┏━━

//! Gas price oracle.
//!
//! Caches the buffered network gas price for a short TTL so a burst of
//! submissions costs one RPC call. Fetch failures fall back to a fixed
//! price; fallbacks are never cached.

use alloy::primitives::U256;
use serde::Deserialize;
use std::sync::Arc;
use std::time::Duration;
use tokio::sync::RwLock;
use tokio::time::Instant;
use tracing::{debug, warn};

use super::LedgerRpc;

const WEI_PER_GWEI: u64 = 1_000_000_000;

#[derive(Debug, Clone, Deserialize)]
#[serde(default)]
pub struct GasOracleConfig {
    pub cache_ttl_secs: u64,
    /// Percentage added on top of the network price.
    pub buffer_pct: u64,
    pub fallback_gwei: u64,
}

impl Default for GasOracleConfig {
    fn default() -> Self {
        Self {
            cache_ttl_secs: 60,
            buffer_pct: 10,
            fallback_gwei: 50,
        }
    }
}

#[derive(Debug, Clone, Copy)]
pub struct GasPriceCache {
    pub price: U256,
    pub captured_at: Instant,
}

pub struct GasPriceOracle {
    rpc: Arc<dyn LedgerRpc>,
    config: GasOracleConfig,
    cache: RwLock<Option<GasPriceCache>>,
}

impl GasPriceOracle {
    pub fn new(rpc: Arc<dyn LedgerRpc>, config: GasOracleConfig) -> Self {
        Self {
            rpc,
            config,
            cache: RwLock::new(None),
        }
    }

    pub fn fallback_price(&self) -> U256 {
        U256::from(self.config.fallback_gwei) * U256::from(WEI_PER_GWEI)
    }

    /// Buffered gas price in wei.
    pub async fn get_price(&self) -> U256 {
        let ttl = Duration::from_secs(self.config.cache_ttl_secs);
        if let Some(cached) = *self.cache.read().await {
            if cached.captured_at.elapsed() < ttl {
                return cached.price;
            }
        }

        match self.rpc.gas_price().await {
            Ok(network) => {
                let buffered =
                    network * U256::from(100 + self.config.buffer_pct) / U256::from(100u64);
                *self.cache.write().await = Some(GasPriceCache {
                    price: buffered,
                    captured_at: Instant::now(),
                });
                debug!(network = %network, buffered = %buffered, "Gas price refreshed");
                buffered
            }
            Err(e) => {
                let fallback = self.fallback_price();
                warn!(
                    error = %e,
                    fallback_wei = %fallback,
                    "Gas price fetch failed, using fallback"
                );
                fallback
            }
        }
    }
}

#[cfg(test)]
mod tests {
    use super::*;
    use crate::ledger::mock::MockLedger;

    fn oracle(ledger: &Arc<MockLedger>) -> GasPriceOracle {
        GasPriceOracle::new(ledger.clone(), GasOracleConfig::default())
    }

    #[tokio::test(start_paused = true)]
    async fn test_buffered_and_cached_within_ttl() {
        let ledger = Arc::new(MockLedger::new());
        ledger.set_gas_price(U256::from(100u64));
        let oracle = oracle(&ledger);

        assert_eq!(oracle.get_price().await, U256::from(110u64));
        ledger.set_gas_price(U256::from(200u64));
        tokio::time::advance(Duration::from_secs(59)).await;
        assert_eq!(oracle.get_price().await, U256::from(110u64));
        assert_eq!(ledger.gas_price_calls(), 1);

        tokio::time::advance(Duration::from_secs(2)).await;
        assert_eq!(oracle.get_price().await, U256::from(220u64));
        assert_eq!(ledger.gas_price_calls(), 2);
    }

    #[tokio::test(start_paused = true)]
    async fn test_fallback_is_not_cached() {
        let ledger = Arc::new(MockLedger::new());
        ledger.fail_gas_price(true);
        let oracle = oracle(&ledger);

        assert_eq!(oracle.get_price().await, U256::from(50_000_000_000u64));
        ledger.fail_gas_price(false);
        ledger.set_gas_price(U256::from(10u64));
        assert_eq!(oracle.get_price().await, U256::from(11u64));
    }
}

┗━━

Task brief:
Would you write out the full set of records above without alteration?

Answer space:
//! Gas price oracle.
//!
//! Caches the buffered network gas price for a short TTL so a burst of
//! submissions costs one RPC call. Fetch failures fall back to a fixed
//! price; fallbacks are never cached.

use alloy::primitives::U256;
use serde::Deserialize;
use std::sync::Arc;
use std::time::Duration;
use tokio::sync::RwLock;
use tokio::time::Instant;
use tracing::{debug, warn};

use super::LedgerRpc;

const WEI_PER_GWEI: u64 = 1_000_000_000;

#[derive(Debug, Clone, Deserialize)]
#[serde(default)]
pub struct GasOracleConfig {
    pub cache_ttl_secs: u64,
    /// Percentage added on top of the network price.
    pub buffer_pct: u64,
    pub fallback_gwei: u64,
}

impl Default for GasOracleConfig {
    fn default() -> Self {
        Self {
            cache_ttl_secs: 60,
            buffer_pct: 10,
            fallback_gwei: 50,
        }
    }
}

#[derive(Debug, Clone, Copy)]
pub struct GasPriceCache {
    pub price: U256,
    pub captured_at: Instant,
}

pub struct GasPriceOracle {
    rpc: Arc<dyn LedgerRpc>,
    config: GasOracleConfig,
    cache: RwLock<Option<GasPriceCache>>,
}

impl GasPriceOracle {
    pub fn new(rpc: Arc<dyn LedgerRpc>, config: GasOracleConfig) -> Self {
        Self {
            rpc,
            config,
            cache: RwLock::new(None),
        }
    }

    pub fn fallback_price(&self) -> U256 {
        U256::from(self.config.fallback_gwei) * U256::from(WEI_PER_GWEI)
    }

    /// Buffered gas price in wei.
    pub async fn get_price(&self) -> U256 {
        let ttl = Duration::from_secs(self.config.cache_ttl_secs);
        if let Some(cached) = *self.cache.read().await {
            if cached.captured_at.elapsed() < ttl {
                return cached.price;
            }
        }

        match self.rpc.gas_price().await {
            Ok(network) => {
                let buffered =
                    network * U256::from(100 + self.config.buffer_pct) / U256::from(100u64);
                *self.cache.write().await = Some(GasPriceCache {
                    price: buffered,
                    captured_at: Instant::now(),
                });
                debug!(network = %network, buffered = %buffered, "Gas price refreshed");
                buffered
            }
            Err(e) => {
                let fallback = self.fallback_price();
                warn!(
                    error = %e,
                    fallback_wei = %fallback,
                    "Gas price fetch failed, using fallback"
                );
                fallback
            }
        }
    }
}

#[cfg(test)]
mod tests {
    use super::*;
    use crate::ledger::mock::MockLedger;

    fn oracle(ledger: &Arc<MockLedger>) -> GasPriceOracle {
        GasPriceOracle::new(ledger.clone(), GasOracleConfig::default())
    }

    #[tokio::test(start_paused = true)]
    async fn test_buffered_and_cached_within_ttl() {
        let ledger = Arc::new(MockLedger::new());
        ledger.set_gas_price(U256::from(100u64));
        let oracle = oracle(&ledger);

        assert_eq!(oracle.get_price().await, U256::from(110u64));
        ledger.set_gas_price(U256::from(200u64));
        tokio::time::advance(Duration::from_secs(59)).await;
        assert_eq!(oracle.get_price().await, U256::from(110u64));
        assert_eq!(ledger.gas_price_calls(), 1);

        tokio::time::advance(Duration::from_secs(2)).await;
        assert_eq!(oracle.get_price().await, U256::from(220u64));
        assert_eq!(ledger.gas_price_calls(), 2);
    }

    #[tokio::test(start_paused = true)]
    async fn test_fallback_is_not_cached() {
        let ledger = Arc::new(MockLedger::new());
        ledger.fail_gas_price(true);
        let oracle = oracle(&ledger);

        assert_eq!(oracle.get_price().await, U256::from(50_000_000_000u64));
        ledger.fail_gas_price(false);
        ledger.set_gas_price(U256::from(10u64));
        assert_eq!(oracle.get_price().await, U256::from(11u64));
    }
}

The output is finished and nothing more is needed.